§ Task instructions
In the data below, work out how many lines include the string "bool". Only the number should be given.

§ Input data
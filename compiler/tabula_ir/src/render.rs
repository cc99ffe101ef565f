//! Canonical rendering with minimal parentheses.
//!
//! The rendered text of a node is both its display form and the identity used
//! to deduplicate subexpressions, so it must be deterministic and must parse
//! back to a structurally equal tree.
//!
//! # Bracket rules
//!
//! Prefix operand: parenthesize when the operand binds looser than the
//! operator, or binds equally and is left-associative. `!` is the only prefix
//! operator and is not left-associative, so `!!x` never gets brackets.
//!
//! Binary operands: the left side is parenthesized only when it binds looser.
//! The right side is parenthesized when it binds looser, or binds equally and
//! is left-associative, which keeps `a -> (b -> c)` distinct from
//! `a -> b -> c`.
//!
//! # Caching
//!
//! Operator nodes store their text in a `OnceLock` on first request. The tree
//! is immutable, so the cached text never goes stale.

use std::fmt;

use crate::expr::{Expr, ExprKind};
use crate::ops::{BinaryOp, Precedence};
use crate::stack::ensure_sufficient_stack;

impl Expr {
    /// Canonical text of this node.
    pub fn render(&self) -> &str {
        match self.kind() {
            ExprKind::Const(false) => "0",
            ExprKind::Const(true) => "1",
            ExprKind::Variable(name) => name,
            ExprKind::Not(_) | ExprKind::Binary { .. } => self
                .repr
                .get_or_init(|| ensure_sufficient_stack(|| self.render_operator())),
        }
    }

    fn render_operator(&self) -> String {
        let mut out = String::new();
        match self.kind() {
            ExprKind::Not(operand) => {
                out.push('!');
                push_operand(&mut out, operand, prefix_needs_parens(operand));
            }
            ExprKind::Binary { op, left, right } => {
                let precedence = op.precedence();
                push_operand(&mut out, left, left.precedence() < precedence);
                push_symbol(&mut out, *op);
                push_operand(&mut out, right, right_needs_parens(precedence, right));
            }
            ExprKind::Const(_) | ExprKind::Variable(_) => out.push_str(self.render()),
        }
        out
    }
}

fn prefix_needs_parens(operand: &Expr) -> bool {
    let inner = operand.precedence();
    inner < Precedence::PREFIX
        || (inner == Precedence::PREFIX && operand.associativity().is_left())
}

fn right_needs_parens(precedence: Precedence, operand: &Expr) -> bool {
    let inner = operand.precedence();
    inner < precedence || (inner == precedence && operand.associativity().is_left())
}

fn push_operand(out: &mut String, operand: &Expr, parens: bool) {
    if parens {
        out.push('(');
    }
    out.push_str(operand.render());
    if parens {
        out.push(')');
    }
}

fn push_symbol(out: &mut String, op: BinaryOp) {
    out.push(' ');
    out.push_str(op.symbol());
    out.push(' ');
}

impl fmt::Display for Expr {
    fn fmt(&self, f: &mut fmt::Formatter<'_>) -> fmt::Result {
        f.write_str(self.render())
    }
}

§ Task result
3